> **TASK OBJECTIVE**
From the records below, transcribe only the lines running from the one with "pub enum KeyCommand" through the one with "matches!(key.code, KeyCode::Char('q') |". Keep both of those end lines.

> **DATA SHOWN**
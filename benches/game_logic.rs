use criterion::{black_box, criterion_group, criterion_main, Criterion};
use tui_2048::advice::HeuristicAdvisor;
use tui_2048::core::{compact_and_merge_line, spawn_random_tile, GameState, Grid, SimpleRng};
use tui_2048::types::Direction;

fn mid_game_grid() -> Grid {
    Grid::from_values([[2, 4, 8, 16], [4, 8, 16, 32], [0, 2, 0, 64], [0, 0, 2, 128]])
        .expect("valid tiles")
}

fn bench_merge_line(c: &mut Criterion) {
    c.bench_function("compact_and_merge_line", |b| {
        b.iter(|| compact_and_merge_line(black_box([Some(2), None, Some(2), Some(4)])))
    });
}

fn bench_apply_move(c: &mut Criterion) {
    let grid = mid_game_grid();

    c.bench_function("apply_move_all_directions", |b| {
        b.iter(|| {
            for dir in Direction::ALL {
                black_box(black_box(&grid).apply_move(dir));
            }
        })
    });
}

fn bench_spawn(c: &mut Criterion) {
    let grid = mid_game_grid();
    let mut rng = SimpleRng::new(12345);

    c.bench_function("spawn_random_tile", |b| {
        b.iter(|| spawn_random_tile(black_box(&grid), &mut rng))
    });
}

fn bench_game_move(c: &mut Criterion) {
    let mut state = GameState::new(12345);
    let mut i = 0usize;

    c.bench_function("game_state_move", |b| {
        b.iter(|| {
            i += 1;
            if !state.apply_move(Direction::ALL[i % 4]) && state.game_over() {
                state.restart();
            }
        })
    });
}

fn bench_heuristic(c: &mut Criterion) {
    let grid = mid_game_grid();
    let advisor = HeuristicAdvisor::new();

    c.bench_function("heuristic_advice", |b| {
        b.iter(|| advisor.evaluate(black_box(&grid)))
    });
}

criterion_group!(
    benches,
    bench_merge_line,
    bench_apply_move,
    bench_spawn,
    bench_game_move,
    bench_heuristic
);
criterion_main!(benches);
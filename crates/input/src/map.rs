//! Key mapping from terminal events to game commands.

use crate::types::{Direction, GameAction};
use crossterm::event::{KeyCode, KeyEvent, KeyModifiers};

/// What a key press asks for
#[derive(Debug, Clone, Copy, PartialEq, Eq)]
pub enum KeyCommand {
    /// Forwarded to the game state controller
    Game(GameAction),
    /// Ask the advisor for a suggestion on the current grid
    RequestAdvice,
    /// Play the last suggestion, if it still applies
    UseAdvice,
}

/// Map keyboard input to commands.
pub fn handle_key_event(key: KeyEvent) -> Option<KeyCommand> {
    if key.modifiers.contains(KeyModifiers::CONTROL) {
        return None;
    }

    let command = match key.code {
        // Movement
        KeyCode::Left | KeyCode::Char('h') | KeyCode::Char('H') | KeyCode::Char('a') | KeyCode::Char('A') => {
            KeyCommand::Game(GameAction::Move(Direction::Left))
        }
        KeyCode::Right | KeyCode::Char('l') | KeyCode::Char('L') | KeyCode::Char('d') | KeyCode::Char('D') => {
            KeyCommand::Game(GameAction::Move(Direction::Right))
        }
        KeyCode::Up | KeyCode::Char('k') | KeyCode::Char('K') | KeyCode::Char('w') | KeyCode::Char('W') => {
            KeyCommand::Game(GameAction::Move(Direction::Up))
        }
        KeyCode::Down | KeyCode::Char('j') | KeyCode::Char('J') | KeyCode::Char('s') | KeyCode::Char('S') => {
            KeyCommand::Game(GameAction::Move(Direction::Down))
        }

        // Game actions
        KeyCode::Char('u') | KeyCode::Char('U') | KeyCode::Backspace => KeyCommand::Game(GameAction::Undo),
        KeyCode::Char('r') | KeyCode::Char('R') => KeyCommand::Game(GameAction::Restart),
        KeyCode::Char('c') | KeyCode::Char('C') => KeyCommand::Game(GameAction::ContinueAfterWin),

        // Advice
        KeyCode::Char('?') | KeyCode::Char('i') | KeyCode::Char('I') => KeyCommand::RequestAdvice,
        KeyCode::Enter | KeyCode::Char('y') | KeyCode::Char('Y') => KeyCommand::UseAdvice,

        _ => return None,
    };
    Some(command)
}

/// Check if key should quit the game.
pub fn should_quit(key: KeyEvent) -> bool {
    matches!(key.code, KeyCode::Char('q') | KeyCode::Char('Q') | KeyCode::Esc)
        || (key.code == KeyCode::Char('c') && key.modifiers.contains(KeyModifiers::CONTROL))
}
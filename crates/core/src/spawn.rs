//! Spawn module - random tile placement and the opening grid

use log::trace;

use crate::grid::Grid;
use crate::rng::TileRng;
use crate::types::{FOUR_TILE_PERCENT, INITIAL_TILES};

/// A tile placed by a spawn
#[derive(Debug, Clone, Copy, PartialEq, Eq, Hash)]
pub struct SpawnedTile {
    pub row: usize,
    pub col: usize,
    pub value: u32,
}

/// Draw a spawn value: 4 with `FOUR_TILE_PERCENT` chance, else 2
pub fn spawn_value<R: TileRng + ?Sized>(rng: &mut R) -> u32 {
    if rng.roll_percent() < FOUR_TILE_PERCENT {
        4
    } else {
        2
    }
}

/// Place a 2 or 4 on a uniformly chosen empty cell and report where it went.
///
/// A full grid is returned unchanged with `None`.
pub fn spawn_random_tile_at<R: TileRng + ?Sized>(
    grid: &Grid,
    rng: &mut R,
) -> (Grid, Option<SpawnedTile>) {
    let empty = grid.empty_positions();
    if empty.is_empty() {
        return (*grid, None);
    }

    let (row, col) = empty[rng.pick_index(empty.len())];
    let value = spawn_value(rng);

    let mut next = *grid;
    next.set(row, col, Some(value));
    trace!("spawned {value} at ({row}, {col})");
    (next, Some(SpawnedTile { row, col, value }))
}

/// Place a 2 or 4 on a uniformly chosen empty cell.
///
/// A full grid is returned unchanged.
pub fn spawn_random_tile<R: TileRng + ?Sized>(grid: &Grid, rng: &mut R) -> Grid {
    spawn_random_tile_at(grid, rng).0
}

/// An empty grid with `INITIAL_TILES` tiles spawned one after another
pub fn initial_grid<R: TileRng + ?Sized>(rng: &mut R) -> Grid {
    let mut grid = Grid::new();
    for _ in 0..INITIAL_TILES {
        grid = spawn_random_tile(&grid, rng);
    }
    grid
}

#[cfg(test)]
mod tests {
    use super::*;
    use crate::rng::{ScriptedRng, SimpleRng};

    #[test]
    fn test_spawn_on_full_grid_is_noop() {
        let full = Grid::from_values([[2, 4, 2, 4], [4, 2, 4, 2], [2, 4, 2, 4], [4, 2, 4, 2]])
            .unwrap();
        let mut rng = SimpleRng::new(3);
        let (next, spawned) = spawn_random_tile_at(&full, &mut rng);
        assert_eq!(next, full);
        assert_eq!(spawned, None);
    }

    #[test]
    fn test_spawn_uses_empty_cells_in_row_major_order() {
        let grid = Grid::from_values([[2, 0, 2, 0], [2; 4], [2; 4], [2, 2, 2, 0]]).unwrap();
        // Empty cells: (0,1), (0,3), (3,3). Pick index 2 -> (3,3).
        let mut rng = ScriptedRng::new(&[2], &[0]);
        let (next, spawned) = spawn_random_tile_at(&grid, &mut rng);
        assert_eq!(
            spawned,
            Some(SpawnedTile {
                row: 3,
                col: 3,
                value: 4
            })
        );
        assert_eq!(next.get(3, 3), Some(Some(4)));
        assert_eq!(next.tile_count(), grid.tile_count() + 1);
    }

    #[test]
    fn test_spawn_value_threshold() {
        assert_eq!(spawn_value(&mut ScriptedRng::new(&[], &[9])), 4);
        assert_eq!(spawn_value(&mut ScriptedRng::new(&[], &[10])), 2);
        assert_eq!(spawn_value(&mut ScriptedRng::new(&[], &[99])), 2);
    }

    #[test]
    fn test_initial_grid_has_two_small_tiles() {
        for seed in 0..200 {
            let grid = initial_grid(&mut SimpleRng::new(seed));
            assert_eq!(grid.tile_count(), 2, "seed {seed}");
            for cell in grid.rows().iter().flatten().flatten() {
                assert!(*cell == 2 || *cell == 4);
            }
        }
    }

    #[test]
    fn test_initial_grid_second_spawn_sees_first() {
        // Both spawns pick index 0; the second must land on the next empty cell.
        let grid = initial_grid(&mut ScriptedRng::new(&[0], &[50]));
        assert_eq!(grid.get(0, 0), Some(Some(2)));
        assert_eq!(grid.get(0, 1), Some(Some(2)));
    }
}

> **ANSWER BELOW**
pub enum KeyCommand {
    /// Forwarded to the game state controller
    Game(GameAction),
    /// Ask the advisor for a suggestion on the current grid
    RequestAdvice,
    /// Play the last suggestion, if it still applies
    UseAdvice,
}

/// Map keyboard input to commands.
pub fn handle_key_event(key: KeyEvent) -> Option<KeyCommand> {
    if key.modifiers.contains(KeyModifiers::CONTROL) {
        return None;
    }

    let command = match key.code {
        // Movement
        KeyCode::Left | KeyCode::Char('h') | KeyCode::Char('H') | KeyCode::Char('a') | KeyCode::Char('A') => {
            KeyCommand::Game(GameAction::Move(Direction::Left))
        }
        KeyCode::Right | KeyCode::Char('l') | KeyCode::Char('L') | KeyCode::Char('d') | KeyCode::Char('D') => {
            KeyCommand::Game(GameAction::Move(Direction::Right))
        }
        KeyCode::Up | KeyCode::Char('k') | KeyCode::Char('K') | KeyCode::Char('w') | KeyCode::Char('W') => {
            KeyCommand::Game(GameAction::Move(Direction::Up))
        }
        KeyCode::Down | KeyCode::Char('j') | KeyCode::Char('J') | KeyCode::Char('s') | KeyCode::Char('S') => {
            KeyCommand::Game(GameAction::Move(Direction::Down))
        }

        // Game actions
        KeyCode::Char('u') | KeyCode::Char('U') | KeyCode::Backspace => KeyCommand::Game(GameAction::Undo),
        KeyCode::Char('r') | KeyCode::Char('R') => KeyCommand::Game(GameAction::Restart),
        KeyCode::Char('c') | KeyCode::Char('C') => KeyCommand::Game(GameAction::ContinueAfterWin),

        // Advice
        KeyCode::Char('?') | KeyCode::Char('i') | KeyCode::Char('I') => KeyCommand::RequestAdvice,
        KeyCode::Enter | KeyCode::Char('y') | KeyCode::Char('Y') => KeyCommand::UseAdvice,

        _ => return None,
    };
    Some(command)
}

/// Check if key should quit the game.
pub fn should_quit(key: KeyEvent) -> bool {
    matches!(key.code, KeyCode::Char('q') | KeyCode::Char('Q') | KeyCode::Esc)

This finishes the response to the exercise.